The program is still technically secret despite widespread acknowledgement, probably because it is illegal

A U.S. drone attack fired missiles at a house in Pakistan’s northwest tribal region near the Afghan border Wednesday, killing eight people, according to Pakistani intelligence officials.

The officials spoke on condition of anonymity, barred from speaking about foreign bombs killing people on their soil because the CIA’s drone war in Pakistan is technically classified. This, despite an open acknowledgement of the program by President Obama just last week.
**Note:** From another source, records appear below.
//! Economy ledger - per-user integer credit balances.
//!
//! Accounts are created lazily on first touch. `credit` is the unguarded primitive (it accepts
//! negative deltas and enforces no floor); `transfer` is the guarded operation used by `give` and
//! runs the debit and the credit in one database transaction, with the debit conditioned on the
//! sender still holding enough credits at write time.

use crate::{
    core::db_id,
    entities::{User, user},
    errors::{Error, Result},
};
use chrono::{DateTime, TimeDelta, Utc};
use rand::Rng;
use sea_orm::{
    Condition, Set, TransactionTrait,
    prelude::*,
    sea_query::{Expr, OnConflict},
};
use std::{ops::RangeInclusive, time::Duration};

/// One side of a transfer.
#[derive(Debug, Clone, Copy, PartialEq, Eq)]
pub struct Participant {
    /// Discord user id
    pub user_id: u64,
    /// Whether the account belongs to a bot
    pub is_bot: bool,
}

impl Participant {
    /// A human participant
    #[must_use]
    pub const fn user(user_id: u64) -> Self {
        Self {
            user_id,
            is_bot: false,
        }
    }
}

/// Balances after a successful transfer.
#[derive(Debug, Clone, Copy, PartialEq, Eq)]
pub struct TransferReceipt {
    /// Amount moved
    pub amount: i64,
    /// Sender balance after the debit
    pub sender_balance: i64,
    /// Receiver balance after the credit
    pub receiver_balance: i64,
}

/// Returns the account for `user_id`, creating an empty one if it does not exist.
pub async fn get_or_create_account<C>(db: &C, user_id: u64) -> Result<user::Model>
where
    C: ConnectionTrait,
{
    let id = db_id(user_id)?;

    let account = user::ActiveModel {
        user_id: Set(id),
        credits: Set(0),
        xp: Set(0),
        level: Set(0),
        last_daily: Set(None),
        rep: Set(0),
    };

    // Concurrent first touches race to insert; the loser's insert is a no-op
    User::insert(account)
        .on_conflict(
            OnConflict::column(user::Column::UserId)
                .do_nothing()
                .to_owned(),
        )
        .exec_without_returning(db)
        .await?;

    User::find_by_id(id)
        .one(db)
        .await?
        .ok_or_else(|| DbErr::RecordNotFound(format!("user {user_id}")).into())
}

/// Current balance of `user_id` (zero for a fresh account).
pub async fn balance<C>(db: &C, user_id: u64) -> Result<i64>
where
    C: ConnectionTrait,
{
    Ok(get_or_create_account(db, user_id).await?.credits)
}

/// Adds `amount` to the balance of `user_id` with a single atomic `UPDATE`.
///
/// `amount` may be negative. No floor is enforced here; callers that must keep balances
/// non-negative use [`transfer`].
pub async fn credit<C>(db: &C, user_id: u64, amount: i64) -> Result<user::Model>
where
    C: ConnectionTrait,
{
    let id = db_id(user_id)?;
    get_or_create_account(db, user_id).await?;

    User::update_many()
        .col_expr(
            user::Column::Credits,
            Expr::col(user::Column::Credits).add(amount),
        )
        .filter(user::Column::UserId.eq(id))
        .exec(db)
        .await?;

    User::find_by_id(id)
        .one(db)
        .await?
        .ok_or_else(|| DbErr::RecordNotFound(format!("user {user_id}")).into())
}

/// Validates a transfer without touching the store.
pub const fn validate_transfer(from: Participant, to: Participant, amount: i64) -> Result<()> {
    if amount <= 0 {
        return Err(Error::InvalidAmount { amount });
    }
    if from.user_id == to.user_id {
        return Err(Error::SelfTransfer);
    }
    if from.is_bot || to.is_bot {
        return Err(Error::BotAccount);
    }
    Ok(())
}

/// Moves `amount` credits from `from` to `to`.
///
/// Rejected without any write when the amount is not positive, the parties are the same
/// account, either party is a bot, or the sender cannot cover the amount.
pub async fn transfer(
    db: &DatabaseConnection,
    from: Participant,
    to: Participant,
    amount: i64,
) -> Result<TransferReceipt> {
    validate_transfer(from, to, amount)?;

    let sender_id = db_id(from.user_id)?;
    let txn = db.begin().await?;

    let sender = get_or_create_account(&txn, from.user_id).await?;
    get_or_create_account(&txn, to.user_id).await?;

    // Guarded debit: only succeeds if the balance still covers the amount
    let debit = User::update_many()
        .col_expr(
            user::Column::Credits,
            Expr::col(user::Column::Credits).sub(amount),
        )
        .filter(user::Column::UserId.eq(sender_id))
        .filter(user::Column::Credits.gte(amount))
        .exec(&txn)
        .await?;

    if debit.rows_affected == 0 {
        // Dropping `txn` rolls back the account inserts
        return Err(Error::InsufficientFunds {
            current: sender.credits,
            required: amount,
        });
    }

    let receiver = credit(&txn, to.user_id, amount).await?;
    let sender_balance = balance(&txn, from.user_id).await?;

    txn.commit().await?;

    Ok(TransferReceipt {
        amount,
        sender_balance,
        receiver_balance: receiver.credits,
    })
}

/// Picks a daily reward amount uniformly from `range`.
pub fn roll_daily_amount<R: Rng + ?Sized>(rng: &mut R, range: RangeInclusive<i64>) -> i64 {
    rng.random_range(range)
}

/// Time left before a member may claim the daily reward again, or `None` if they may claim now.
#[must_use]
pub fn daily_cooldown_remaining(
    last_daily: Option<DateTime<Utc>>,
    now: DateTime<Utc>,
    cooldown: Duration,
) -> Option<Duration> {
    let elapsed = (now - last_daily?).to_std().unwrap_or_default();
    cooldown.checked_sub(elapsed).filter(|left| !left.is_zero())
}

/// Outcome of a daily reward claim.
#[derive(Debug, Clone, PartialEq, Eq)]
pub enum DailyClaim {
    /// Reward paid; the account after the credit
    Granted(user::Model),
    /// Already claimed within the cooldown; time left until the next claim
    Cooldown(Duration),
}

/// Grants a daily reward of `amount` unless one was claimed less than `cooldown` ago.
///
/// The credit and the `last_daily` stamp are a single `UPDATE` conditioned on the previous
/// stamp being old enough, so two claims racing for the same account pay out once.
pub async fn claim_daily(
    db: &DatabaseConnection,
    user_id: u64,
    amount: i64,
    now: DateTime<Utc>,
    cooldown: Duration,
) -> Result<DailyClaim> {
    if amount <= 0 {
        return Err(Error::InvalidAmount { amount });
    }
    let id = db_id(user_id)?;
    let cutoff = TimeDelta::from_std(cooldown)
        .ok()
        .and_then(|cooldown| now.checked_sub_signed(cooldown))
        .ok_or_else(|| Error::Config {
            message: format!("Daily cooldown of {}s is out of range", cooldown.as_secs()),
        })?;

    let txn = db.begin().await?;
    get_or_create_account(&txn, user_id).await?;

    let paid = User::update_many()
        .col_expr(
            user::Column::Credits,
            Expr::col(user::Column::Credits).add(amount),
        )
        .col_expr(user::Column::LastDaily, Expr::value(now))
        .filter(user::Column::UserId.eq(id))
        .filter(
            Condition::any()
                .add(user::Column::LastDaily.is_null())
                .add(user::Column::LastDaily.lte(cutoff)),
        )
        .exec(&txn)
        .await?;

    let account = User::find_by_id(id)
        .one(&txn)
        .await?
        .ok_or_else(|| DbErr::RecordNotFound(format!("user {user_id}")))?;
    txn.commit().await?;

    if paid.rows_affected == 0 {
        let remaining =
            daily_cooldown_remaining(account.last_daily, now, cooldown).unwrap_or(cooldown);
        return Ok(DailyClaim::Cooldown(remaining));
    }
    Ok(DailyClaim::Granted(account))
}

#[cfg(test)]
mod tests {
    #![allow(clippy::unwrap_used)]
    use super::*;
    use crate::test_utils::*;
    use sea_orm::{DatabaseBackend, MockDatabase};

    const ALICE: u64 = 111_111_111_111_111_111;
    const BOB: u64 = 222_222_222_222_222_222;
    const DAY: Duration = Duration::from_secs(86_400);

    #[tokio::test]
    async fn test_account_created_lazily() -> Result<()> {
        let db = setup_test_db().await?;

        let account = get_or_create_account(&db, ALICE).await?;
        assert_eq!(account.credits, 0);
        assert_eq!(account.level, 0);
        assert!(account.last_daily.is_none());

        // Second call returns the same row rather than failing on the primary key
        let again = get_or_create_account(&db, ALICE).await?;
        assert_eq!(account, again);
        Ok(())
    }

    #[tokio::test]
    async fn test_credit_accepts_negative_delta() -> Result<()> {
        let db = setup_test_db().await?;

        credit(&db, ALICE, 100).await?;
        let account = credit(&db, ALICE, -250).await?;
        assert_eq!(account.credits, -150, "credit has no floor");
        Ok(())
    }

    #[tokio::test]
    async fn test_transfer_validation() -> Result<()> {
        let db = MockDatabase::new(DatabaseBackend::Sqlite).into_connection();
        let alice = Participant::user(ALICE);
        let bob = Participant::user(BOB);

        let result = transfer(&db, alice, bob, 0).await;
        assert!(matches!(result, Err(Error::InvalidAmount { amount: 0 })));

        let result = transfer(&db, alice, bob, -5).await;
        assert!(matches!(result, Err(Error::InvalidAmount { amount: -5 })));

        let result = transfer(&db, alice, alice, 10).await;
        assert!(matches!(result, Err(Error::SelfTransfer)));

        let bot = Participant {
            user_id: BOB,
            is_bot: true,
        };
        let result = transfer(&db, alice, bot, 10).await;
        assert!(matches!(result, Err(Error::BotAccount)));

        let result = transfer(&db, bot, alice, 10).await;
        assert!(matches!(result, Err(Error::BotAccount)));
        Ok(())
    }

    #[tokio::test]
    async fn test_transfer_moves_exact_amount() -> Result<()> {
        let db = setup_test_db().await?;
        create_funded_account(&db, ALICE, 500).await?;
        create_funded_account(&db, BOB, 20).await?;

        let receipt = transfer(&db, Participant::user(ALICE), Participant::user(BOB), 120).await?;

        assert_eq!(receipt.amount, 120);
        assert_eq!(receipt.sender_balance, 380);
        assert_eq!(receipt.receiver_balance, 140);
        assert_eq!(balance(&db, ALICE).await?, 380);
        assert_eq!(balance(&db, BOB).await?, 140);
        Ok(())
    }

    #[tokio::test]
    async fn test_transfer_of_whole_balance() -> Result<()> {
        let db = setup_test_db().await?;
        credit(&db, ALICE, 75).await?;

        transfer(&db, Participant::user(ALICE), Participant::user(BOB), 75).await?;
        assert_eq!(balance(&db, ALICE).await?, 0);
        assert_eq!(balance(&db, BOB).await?, 75);
        Ok(())
    }

    #[tokio::test]
    async fn test_transfer_insufficient_funds_changes_nothing() -> Result<()> {
        let db = setup_test_db().await?;
        create_funded_account(&db, ALICE, 50).await?;
        create_funded_account(&db, BOB, 10).await?;

        let result = transfer(&db, Participant::user(ALICE), Participant::user(BOB), 51).await;
        match result {
            Err(Error::InsufficientFunds { current, required }) => {
                assert_eq!(current, 50);
                assert_eq!(required, 51);
            }
            other => panic!("expected InsufficientFunds, got {other:?}"),
        }

        assert_eq!(balance(&db, ALICE).await?, 50, "sender untouched");
        assert_eq!(balance(&db, BOB).await?, 10, "receiver untouched");
        Ok(())
    }

    #[tokio::test]
    async fn test_transfer_rejections_leave_balances() -> Result<()> {
        let db = setup_test_db().await?;
        credit(&db, ALICE, 100).await?;

        let alice = Participant::user(ALICE);
        let bob_bot = Participant {
            user_id: BOB,
            is_bot: true,
        };

        assert!(transfer(&db, alice, alice, 10).await.is_err());
        assert!(transfer(&db, alice, bob_bot, 10).await.is_err());
        assert!(transfer(&db, alice, Participant::user(BOB), 0).await.is_err());

        assert_eq!(balance(&db, ALICE).await?, 100);
        assert_eq!(balance(&db, BOB).await?, 0);
        Ok(())
    }

    #[tokio::test]
    async fn test_claim_daily_records_time() -> Result<()> {
        let db = setup_test_db().await?;
        let now = Utc::now();

        let DailyClaim::Granted(account) = claim_daily(&db, ALICE, 300, now, DAY).await? else {
            panic!("first claim must be paid");
        };
        assert_eq!(account.credits, 300);
        assert_eq!(
            account.last_daily.map(|t| t.timestamp()),
            Some(now.timestamp())
        );
        Ok(())
    }

    #[tokio::test]
    async fn test_claim_daily_respects_cooldown() -> Result<()> {
        let db = setup_test_db().await?;
        let start = DateTime::from_timestamp(1_760_000_000, 0).unwrap();

        claim_daily(&db, ALICE, 300, start, DAY).await?;

        let early = claim_daily(&db, ALICE, 300, start + chrono::TimeDelta::hours(23), DAY).await?;
        assert_eq!(early, DailyClaim::Cooldown(Duration::from_secs(3600)));
        assert_eq!(balance(&db, ALICE).await?, 300, "early claim pays nothing");

        let next = claim_daily(&db, ALICE, 200, start + chrono::TimeDelta::hours(24), DAY).await?;
        assert!(matches!(next, DailyClaim::Granted(ref account) if account.credits == 500));
        Ok(())
    }

    #[tokio::test]
    async fn test_concurrent_daily_claims_pay_once() -> Result<()> {
        let db = setup_test_db().await?;
        let now = Utc::now();

        let (first, second) = tokio::join!(
            claim_daily(&db, ALICE, 500, now, DAY),
            claim_daily(&db, ALICE, 500, now, DAY)
        );
        let granted = [first?, second?]
            .iter()
            .filter(|claim| matches!(claim, DailyClaim::Granted(_)))
            .count();

        assert_eq!(granted, 1);
        assert_eq!(balance(&db, ALICE).await?, 500);
        Ok(())
    }

    #[tokio::test]
    async fn test_claim_daily_rejects_non_positive_amount() -> Result<()> {
        let db = MockDatabase::new(DatabaseBackend::Sqlite).into_connection();
        let result = claim_daily(&db, ALICE, 0, Utc::now(), DAY).await;
        assert!(matches!(result, Err(Error::InvalidAmount { amount: 0 })));
        Ok(())
    }

    #[test]
    fn test_daily_cooldown_remaining() {
        let day = Duration::from_secs(86_400);
        let now = Utc::now();

        assert_eq!(daily_cooldown_remaining(None, now, day), None);
        assert_eq!(
            daily_cooldown_remaining(Some(now - chrono::TimeDelta::hours(23)), now, day),
            Some(Duration::from_secs(3600))
        );
        assert_eq!(
            daily_cooldown_remaining(Some(now - chrono::TimeDelta::hours(24)), now, day),
            None
        );
        // A clock that went backwards must not grant an endless cooldown
        assert_eq!(
            daily_cooldown_remaining(Some(now + chrono::TimeDelta::hours(1)), now, day),
            Some(day)
        );
    }

    #[test]
    fn test_roll_daily_amount_in_range() {
        let mut rng = rand::rng();
        for _ in 0..500 {
            let amount = roll_daily_amount(&mut rng, 200..=1000);
            assert!((200..=1000).contains(&amount));
        }
    }
}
The attack occurred in Spalga village where militants fighting foreign troops in Afghanistan reside. But the identities of the 8 people killed were not known or released by the government. U.S. policy is typically to refer to anyone who has been killed drones as “terrorists,” whether they are or not.

The drone program kills large numbers of civilians and creates significant tension between the U.S. and Pakistani governments. The London-based  Bureau of Investigative Journalism has recently published an important new investigation into America’s drone war in Pakistan, finding that many strikes have deliberately launched follow-up attacks, killing people “who had gone to help rescue victims or were attending funerals.”

The Obama administration has launched hundreds of strikes in the past few years, despite the drone campaign resting on very shaky legal and moral ground. Naz Modirzadeh, Associate Director of the Program on Humanitarian Policy and Conflict Research (HPCR) at Harvard University,  was interviewed by the Bureau and said killing people at a rescue site may have no legal justification.

“Not to mince words here, if it is not in a situation of armed conflict, unless it falls into the very narrow area of imminent threat then it is an extra-judicial execution,” she said. “We don’t even need to get to the nuance of who’s who, and are people there for rescue or not. Because each death is illegal. Each death is a murder in that case.”

Author: John Glaser

John Glaser writes for Antiwar.com.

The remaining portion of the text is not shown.